### What to work on
A verbatim transcript of the lines below, starting at the first and ending with the one that holds "invalid flag combination.", is what should be produced.

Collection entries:

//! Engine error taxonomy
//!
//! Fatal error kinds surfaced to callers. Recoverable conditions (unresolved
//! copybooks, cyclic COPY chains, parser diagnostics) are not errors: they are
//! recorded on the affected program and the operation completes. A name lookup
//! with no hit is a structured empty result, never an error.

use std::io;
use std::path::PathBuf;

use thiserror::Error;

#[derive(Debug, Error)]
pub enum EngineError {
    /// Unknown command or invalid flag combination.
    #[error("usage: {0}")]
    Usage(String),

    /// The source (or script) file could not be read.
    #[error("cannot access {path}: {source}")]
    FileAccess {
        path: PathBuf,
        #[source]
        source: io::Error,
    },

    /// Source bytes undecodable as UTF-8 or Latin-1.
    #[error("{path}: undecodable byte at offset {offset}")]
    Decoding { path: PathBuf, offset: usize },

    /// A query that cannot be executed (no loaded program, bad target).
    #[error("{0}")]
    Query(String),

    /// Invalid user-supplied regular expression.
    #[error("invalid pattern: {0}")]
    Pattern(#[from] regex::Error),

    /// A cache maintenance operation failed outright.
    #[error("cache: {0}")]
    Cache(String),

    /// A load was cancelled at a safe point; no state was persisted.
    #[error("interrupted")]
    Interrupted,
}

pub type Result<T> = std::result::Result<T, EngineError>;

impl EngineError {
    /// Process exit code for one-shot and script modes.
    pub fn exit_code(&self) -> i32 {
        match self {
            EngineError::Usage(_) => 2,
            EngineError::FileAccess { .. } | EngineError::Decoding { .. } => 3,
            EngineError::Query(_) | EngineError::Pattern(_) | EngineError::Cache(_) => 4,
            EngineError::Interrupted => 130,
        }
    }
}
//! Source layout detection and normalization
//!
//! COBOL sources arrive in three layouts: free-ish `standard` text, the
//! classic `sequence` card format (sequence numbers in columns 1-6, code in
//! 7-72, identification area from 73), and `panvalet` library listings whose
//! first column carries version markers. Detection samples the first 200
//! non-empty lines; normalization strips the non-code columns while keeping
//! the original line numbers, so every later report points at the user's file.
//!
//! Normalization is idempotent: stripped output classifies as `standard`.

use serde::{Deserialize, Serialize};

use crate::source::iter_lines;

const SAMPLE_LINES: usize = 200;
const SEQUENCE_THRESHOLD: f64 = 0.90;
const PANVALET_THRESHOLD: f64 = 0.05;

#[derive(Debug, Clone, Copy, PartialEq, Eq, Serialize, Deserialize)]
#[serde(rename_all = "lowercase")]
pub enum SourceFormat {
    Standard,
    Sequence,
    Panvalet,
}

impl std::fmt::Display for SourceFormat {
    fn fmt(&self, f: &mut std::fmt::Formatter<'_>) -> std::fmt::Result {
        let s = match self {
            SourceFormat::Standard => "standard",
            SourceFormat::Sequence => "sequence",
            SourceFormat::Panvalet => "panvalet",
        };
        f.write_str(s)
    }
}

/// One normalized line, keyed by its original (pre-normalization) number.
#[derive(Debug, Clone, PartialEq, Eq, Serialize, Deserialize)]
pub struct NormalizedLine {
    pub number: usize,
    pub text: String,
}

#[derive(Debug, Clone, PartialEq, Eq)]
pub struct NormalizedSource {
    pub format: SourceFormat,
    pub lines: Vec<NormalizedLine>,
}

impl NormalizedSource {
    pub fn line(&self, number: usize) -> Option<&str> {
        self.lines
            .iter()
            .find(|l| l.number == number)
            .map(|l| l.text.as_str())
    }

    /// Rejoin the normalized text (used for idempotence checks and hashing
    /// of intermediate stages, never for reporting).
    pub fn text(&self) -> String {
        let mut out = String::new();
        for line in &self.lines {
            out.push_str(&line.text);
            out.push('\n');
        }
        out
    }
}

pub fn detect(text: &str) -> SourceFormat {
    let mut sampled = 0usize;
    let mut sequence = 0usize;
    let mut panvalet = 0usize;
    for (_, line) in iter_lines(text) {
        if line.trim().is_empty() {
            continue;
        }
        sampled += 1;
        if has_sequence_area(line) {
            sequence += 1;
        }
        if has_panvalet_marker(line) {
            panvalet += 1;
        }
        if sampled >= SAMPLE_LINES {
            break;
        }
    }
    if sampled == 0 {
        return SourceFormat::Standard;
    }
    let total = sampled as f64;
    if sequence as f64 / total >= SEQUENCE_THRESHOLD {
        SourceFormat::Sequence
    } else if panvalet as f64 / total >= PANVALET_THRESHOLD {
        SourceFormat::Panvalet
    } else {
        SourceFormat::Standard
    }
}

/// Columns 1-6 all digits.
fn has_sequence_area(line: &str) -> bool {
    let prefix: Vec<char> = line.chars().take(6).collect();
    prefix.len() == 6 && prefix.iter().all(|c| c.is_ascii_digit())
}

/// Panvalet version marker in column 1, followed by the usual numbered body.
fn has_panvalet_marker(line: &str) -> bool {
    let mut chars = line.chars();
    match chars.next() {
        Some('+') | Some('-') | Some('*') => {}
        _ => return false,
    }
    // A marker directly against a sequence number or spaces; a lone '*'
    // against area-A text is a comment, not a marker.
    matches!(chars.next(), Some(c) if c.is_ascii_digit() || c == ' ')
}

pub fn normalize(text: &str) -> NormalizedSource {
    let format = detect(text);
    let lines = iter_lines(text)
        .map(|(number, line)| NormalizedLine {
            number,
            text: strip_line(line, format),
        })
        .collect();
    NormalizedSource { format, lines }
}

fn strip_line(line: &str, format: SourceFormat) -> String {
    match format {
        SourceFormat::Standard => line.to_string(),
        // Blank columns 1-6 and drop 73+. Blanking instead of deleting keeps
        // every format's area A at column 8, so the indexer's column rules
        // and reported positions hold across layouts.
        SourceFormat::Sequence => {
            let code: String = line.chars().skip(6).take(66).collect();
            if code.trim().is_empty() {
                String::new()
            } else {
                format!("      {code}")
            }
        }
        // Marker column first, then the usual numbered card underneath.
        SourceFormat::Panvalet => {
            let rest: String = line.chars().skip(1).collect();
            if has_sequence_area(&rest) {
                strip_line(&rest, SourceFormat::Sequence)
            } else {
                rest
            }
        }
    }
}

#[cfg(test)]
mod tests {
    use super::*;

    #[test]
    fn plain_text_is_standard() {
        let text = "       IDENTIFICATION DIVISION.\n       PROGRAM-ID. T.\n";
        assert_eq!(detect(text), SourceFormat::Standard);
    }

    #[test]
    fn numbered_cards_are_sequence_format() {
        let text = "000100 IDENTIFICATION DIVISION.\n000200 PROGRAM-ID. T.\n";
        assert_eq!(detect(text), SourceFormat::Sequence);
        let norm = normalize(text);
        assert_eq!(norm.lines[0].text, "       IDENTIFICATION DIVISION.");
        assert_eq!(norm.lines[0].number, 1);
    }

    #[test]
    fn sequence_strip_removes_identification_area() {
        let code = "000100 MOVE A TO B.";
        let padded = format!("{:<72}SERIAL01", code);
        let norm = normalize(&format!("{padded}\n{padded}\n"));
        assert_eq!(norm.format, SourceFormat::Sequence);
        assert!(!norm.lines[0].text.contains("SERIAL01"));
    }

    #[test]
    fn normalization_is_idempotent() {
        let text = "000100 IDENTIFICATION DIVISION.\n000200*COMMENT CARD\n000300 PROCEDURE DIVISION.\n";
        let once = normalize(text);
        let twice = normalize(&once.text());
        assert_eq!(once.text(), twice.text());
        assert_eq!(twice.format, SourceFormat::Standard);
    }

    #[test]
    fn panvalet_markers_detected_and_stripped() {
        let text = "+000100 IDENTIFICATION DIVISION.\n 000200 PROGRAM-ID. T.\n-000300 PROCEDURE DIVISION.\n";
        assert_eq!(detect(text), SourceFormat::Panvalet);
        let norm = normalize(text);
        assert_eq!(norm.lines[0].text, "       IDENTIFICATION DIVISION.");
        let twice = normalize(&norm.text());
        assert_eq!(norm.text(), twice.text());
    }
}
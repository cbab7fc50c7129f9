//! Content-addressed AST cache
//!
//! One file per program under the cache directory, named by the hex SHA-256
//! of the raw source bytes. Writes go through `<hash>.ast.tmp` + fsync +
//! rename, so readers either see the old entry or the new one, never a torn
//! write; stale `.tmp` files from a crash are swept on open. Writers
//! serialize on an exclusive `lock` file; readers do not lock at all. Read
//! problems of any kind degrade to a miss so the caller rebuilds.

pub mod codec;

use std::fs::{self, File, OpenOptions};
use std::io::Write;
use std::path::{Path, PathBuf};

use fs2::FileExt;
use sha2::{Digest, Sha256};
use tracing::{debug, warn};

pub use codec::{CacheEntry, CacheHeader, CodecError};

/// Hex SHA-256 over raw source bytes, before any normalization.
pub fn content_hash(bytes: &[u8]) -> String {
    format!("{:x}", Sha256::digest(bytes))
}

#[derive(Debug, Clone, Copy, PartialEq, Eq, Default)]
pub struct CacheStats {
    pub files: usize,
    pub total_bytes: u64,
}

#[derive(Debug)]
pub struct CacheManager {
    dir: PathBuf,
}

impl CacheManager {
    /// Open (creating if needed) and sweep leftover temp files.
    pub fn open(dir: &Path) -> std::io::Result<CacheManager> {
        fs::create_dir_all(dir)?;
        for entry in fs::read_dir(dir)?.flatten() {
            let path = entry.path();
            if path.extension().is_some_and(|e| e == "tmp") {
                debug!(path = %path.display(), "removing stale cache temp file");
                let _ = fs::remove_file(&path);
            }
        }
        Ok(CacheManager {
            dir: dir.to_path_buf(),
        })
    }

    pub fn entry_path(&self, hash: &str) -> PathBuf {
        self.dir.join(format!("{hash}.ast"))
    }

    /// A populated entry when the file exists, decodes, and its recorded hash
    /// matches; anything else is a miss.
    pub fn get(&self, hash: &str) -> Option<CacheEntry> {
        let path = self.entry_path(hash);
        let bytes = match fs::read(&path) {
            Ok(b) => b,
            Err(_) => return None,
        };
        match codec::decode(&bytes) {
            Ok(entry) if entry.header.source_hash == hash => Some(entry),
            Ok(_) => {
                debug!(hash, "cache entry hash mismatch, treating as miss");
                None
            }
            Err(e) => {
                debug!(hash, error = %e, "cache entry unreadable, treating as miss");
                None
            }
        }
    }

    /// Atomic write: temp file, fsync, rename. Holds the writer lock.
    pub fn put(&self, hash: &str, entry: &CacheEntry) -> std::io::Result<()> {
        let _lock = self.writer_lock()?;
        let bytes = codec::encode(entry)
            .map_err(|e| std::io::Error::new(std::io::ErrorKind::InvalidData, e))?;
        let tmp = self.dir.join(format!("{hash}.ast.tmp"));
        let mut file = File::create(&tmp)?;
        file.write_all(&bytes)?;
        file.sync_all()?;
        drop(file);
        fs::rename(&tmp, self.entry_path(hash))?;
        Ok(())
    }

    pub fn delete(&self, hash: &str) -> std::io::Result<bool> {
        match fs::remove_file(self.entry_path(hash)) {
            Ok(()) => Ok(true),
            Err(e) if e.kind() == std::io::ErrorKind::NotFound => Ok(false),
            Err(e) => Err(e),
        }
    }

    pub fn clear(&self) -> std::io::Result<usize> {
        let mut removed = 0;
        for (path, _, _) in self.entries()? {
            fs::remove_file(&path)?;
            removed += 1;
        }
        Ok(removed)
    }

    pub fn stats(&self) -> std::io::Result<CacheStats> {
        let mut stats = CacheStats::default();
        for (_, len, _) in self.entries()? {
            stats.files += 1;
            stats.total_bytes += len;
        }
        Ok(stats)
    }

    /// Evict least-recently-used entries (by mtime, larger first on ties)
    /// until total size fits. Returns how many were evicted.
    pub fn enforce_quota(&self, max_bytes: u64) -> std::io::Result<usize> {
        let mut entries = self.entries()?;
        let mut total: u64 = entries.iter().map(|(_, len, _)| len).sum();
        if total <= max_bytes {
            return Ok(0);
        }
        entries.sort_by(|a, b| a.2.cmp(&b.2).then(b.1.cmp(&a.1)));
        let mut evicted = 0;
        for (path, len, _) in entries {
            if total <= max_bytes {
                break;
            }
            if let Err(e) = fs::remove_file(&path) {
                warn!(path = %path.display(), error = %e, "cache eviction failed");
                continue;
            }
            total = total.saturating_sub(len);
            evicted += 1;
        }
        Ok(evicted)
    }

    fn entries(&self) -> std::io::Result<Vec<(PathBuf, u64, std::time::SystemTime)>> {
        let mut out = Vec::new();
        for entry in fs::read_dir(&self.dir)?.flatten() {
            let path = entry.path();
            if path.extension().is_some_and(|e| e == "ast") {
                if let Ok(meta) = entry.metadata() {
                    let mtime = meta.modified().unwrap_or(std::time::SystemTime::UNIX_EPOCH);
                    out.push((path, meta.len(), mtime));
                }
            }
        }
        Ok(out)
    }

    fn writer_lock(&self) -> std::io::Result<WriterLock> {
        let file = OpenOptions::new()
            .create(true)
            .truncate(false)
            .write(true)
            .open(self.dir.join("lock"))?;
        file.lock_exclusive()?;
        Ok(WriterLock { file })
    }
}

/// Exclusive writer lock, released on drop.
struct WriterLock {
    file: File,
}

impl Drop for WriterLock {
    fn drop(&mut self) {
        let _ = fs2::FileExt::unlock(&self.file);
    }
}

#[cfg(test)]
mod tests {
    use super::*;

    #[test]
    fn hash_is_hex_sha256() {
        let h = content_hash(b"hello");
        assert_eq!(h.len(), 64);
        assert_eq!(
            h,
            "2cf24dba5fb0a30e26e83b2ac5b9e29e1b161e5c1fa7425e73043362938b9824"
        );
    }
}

### Answer to the exercise
//! Engine error taxonomy
//!
//! Fatal error kinds surfaced to callers. Recoverable conditions (unresolved
//! copybooks, cyclic COPY chains, parser diagnostics) are not errors: they are
//! recorded on the affected program and the operation completes. A name lookup
//! with no hit is a structured empty result, never an error.

use std::io;
use std::path::PathBuf;

use thiserror::Error;

#[derive(Debug, Error)]
pub enum EngineError {
    /// Unknown command or invalid flag combination.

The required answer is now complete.